Department of Justice
U.S. Attorney’s Office
Western District of North Carolina

Monday, August 3, 2015

Owner Of Investment Firm Sentenced To Eight Years For Orchestrating $4.7 Million Ponzi Scheme

CHARLOTTE, N.C. – Chief U.S. District Judge Frank D. Whitney sentenced the owner of a North Carolina investment firm to 96 months in prison today, for orchestrating a Ponzi scheme that solicited victims to invest millions in the foreign currency market (“FOREX”), announced Jill Westmoreland Rose, Acting U.S. Attorney for the Western District of North Carolina.  James H. Mason, 67, of Graham, N.C., was also ordered to serve three years under court supervision and to pay $4,325,820.79 as restitution to the victims of his fraud.

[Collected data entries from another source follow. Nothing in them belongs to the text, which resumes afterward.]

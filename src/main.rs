use std::io::{self, IsTerminal};

use rustyline::error::ReadlineError;
use rustyline::DefaultEditor;
use tracing::error;
use tracing_subscriber::EnvFilter;

use cellisp::config::MachineConfig;
use cellisp::error::LispError;
use cellisp::eval::Machine;
use cellisp::stream::InputStream;

fn main() {
    tracing_subscriber::fmt()
        .with_env_filter(EnvFilter::from_default_env())
        .with_writer(io::stderr)
        .init();

    let args: Vec<String> = std::env::args().collect();

    let mut load_files: Vec<String> = Vec::new();
    let mut gc_stats = false;
    let mut i = 1;
    while i < args.len() {
        match args[i].as_str() {
            "--load" => {
                if i + 1 < args.len() {
                    load_files.push(args[i + 1].clone());
                    i += 2;
                } else {
                    eprintln!("--load requires a file path");
                    std::process::exit(1);
                }
            }
            "--gc-stats" => {
                gc_stats = true;
                i += 1;
            }
            "--help" | "-h" => {
                print_usage();
                std::process::exit(0);
            }
            other => {
                eprintln!("Unknown argument: {}", other);
                eprintln!("Try 'cellisp --help' for usage information.");
                std::process::exit(1);
            }
        }
    }

    let mut machine = match Machine::new(MachineConfig::from_env()) {
        Ok(m) => m,
        Err(e) => {
            eprintln!("Failed to initialize machine: {}", e);
            std::process::exit(1);
        }
    };

    for path in &load_files {
        if let Err(e) = load_file(&mut machine, path) {
            exit_fatal(&machine, gc_stats, path, e);
        }
    }

    let result = if io::stdin().is_terminal() {
        run_interactive(&mut machine)
    } else {
        machine.run(&mut InputStream::stdin())
    };
    if let Err(e) = result {
        exit_fatal(&machine, gc_stats, "<stdin>", e);
    }

    if gc_stats {
        report_gc_stats(&machine);
    }
}

fn print_usage() {
    println!("Usage: cellisp [OPTIONS]");
    println!();
    println!("Options:");
    println!("  --load <file>    Evaluate a source file before reading standard input");
    println!("  --gc-stats       Print heap and collector statistics on exit");
    println!("  --help, -h       Show this help message");
    println!();
    println!("Environment variables:");
    println!("  CELLISP_HEAP_CAPACITY   Maximum number of live cells");
    println!("  CELLISP_GC_THRESHOLD    Allocations between collections");
    println!("  CELLISP_MAX_DEPTH       Maximum evaluation depth");
    println!("  CELLISP_MAX_TOKEN       Longest symbol or string, in bytes");
    println!("  RUST_LOG                Log filter, e.g. cellisp=debug");
}

fn load_file(machine: &mut Machine, path: &str) -> Result<(), LispError> {
    let mut input = InputStream::open(path)?;
    machine.run(&mut input)
}

fn exit_fatal(machine: &Machine, gc_stats: bool, source: &str, e: LispError) -> ! {
    error!(source, error = %e, "fatal error");
    eprintln!("fatal: {}: {}", source, e);
    if gc_stats {
        report_gc_stats(machine);
    }
    std::process::exit(1);
}

fn report_gc_stats(machine: &Machine) {
    let heap = &machine.heap;
    eprintln!(
        "heap: {} live, {} free, {} slots, capacity {}, {} collections",
        heap.live_count(),
        heap.free_count(),
        heap.total_slots(),
        heap.capacity(),
        heap.collections()
    );
}

/// Interactive REPL: accumulate lines until parens are balanced, then
/// evaluate everything entered.
fn run_interactive(machine: &mut Machine) -> Result<(), LispError> {
    let mut editor = match DefaultEditor::new() {
        Ok(editor) => editor,
        Err(e) => {
            eprintln!("Could not initialize line editor: {}", e);
            return machine.run(&mut InputStream::stdin());
        }
    };

    println!("cellisp");
    println!("  Heap: {} cells used", machine.heap.live_count());
    println!("Ready.\n");

    let mut buf = String::new();
    let mut depth: i64 = 0;
    loop {
        let prompt = if depth == 0 { "> " } else { "  " };
        match editor.readline(prompt) {
            Ok(line) => {
                depth += paren_balance(&line);
                buf.push_str(&line);
                buf.push('\n');
            }
            Err(ReadlineError::Interrupted) => {
                buf.clear();
                depth = 0;
                continue;
            }
            Err(ReadlineError::Eof) => break,
            Err(e) => {
                eprintln!("Read error: {}", e);
                break;
            }
        }

        if depth <= 0 {
            depth = 0;
            let input = std::mem::take(&mut buf);
            if input.trim().is_empty() {
                continue;
            }
            let _ = editor.add_history_entry(input.trim());
            machine.run(&mut InputStream::from_text(&input))?;
        }
    }
    Ok(())
}

/// Opening minus closing parens in `line`, skipping strings, comments and
/// escaped characters.
fn paren_balance(line: &str) -> i64 {
    let mut balance = 0;
    let mut in_string = false;
    let mut chars = line.chars();
    while let Some(ch) = chars.next() {
        match ch {
            '\\' => {
                chars.next();
            }
            '"' => in_string = !in_string,
            ';' if !in_string => break,
            '(' if !in_string => balance += 1,
            ')' if !in_string => balance -= 1,
            _ => {}
        }
    }
    balance
}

North Carolina Secretary of State Elaine F. Marshall and John A. Strong, Special Agent in Charge of the Federal Bureau of Investigation (FBI), Charlotte Division, and Thomas J. Holloman III, Special Agent in Charge of the Internal Revenue Service, Criminal Investigation Division (IRS-CI), join Acting U.S. Attorney Rose in making today’s announcement.

According to filed court documents and today’s sentencing hearing, beginning in 2010 and continuing through March 2013, Mason solicited at least 500 victims to invest over $4.7 million in his fraudulent Ponzi scheme.  Court records indicate that Mason executed the scheme by inducing victims to invest with his investment companies, “JHM Forex Only Pool” and “Forex Trading at Home Association,” and other related entities, for the supposed purpose of investing in Over-the-Counter (OTC) foreign currency exchange.  Mason lulled his victims into a false sense of security by falsely projecting substantial returns on their investments, as much as $100 million, depending on the amount of their initial investment.  Furthermore, Mason lied to his victims, falsely claiming that he had over 35 years of experience in commodity futures and options trading, when he had no such experience.  According to court records, Mason also failed to disclose to his investor victims a wire fraud conviction in 2000, for which he was sentenced to 18 months in prison.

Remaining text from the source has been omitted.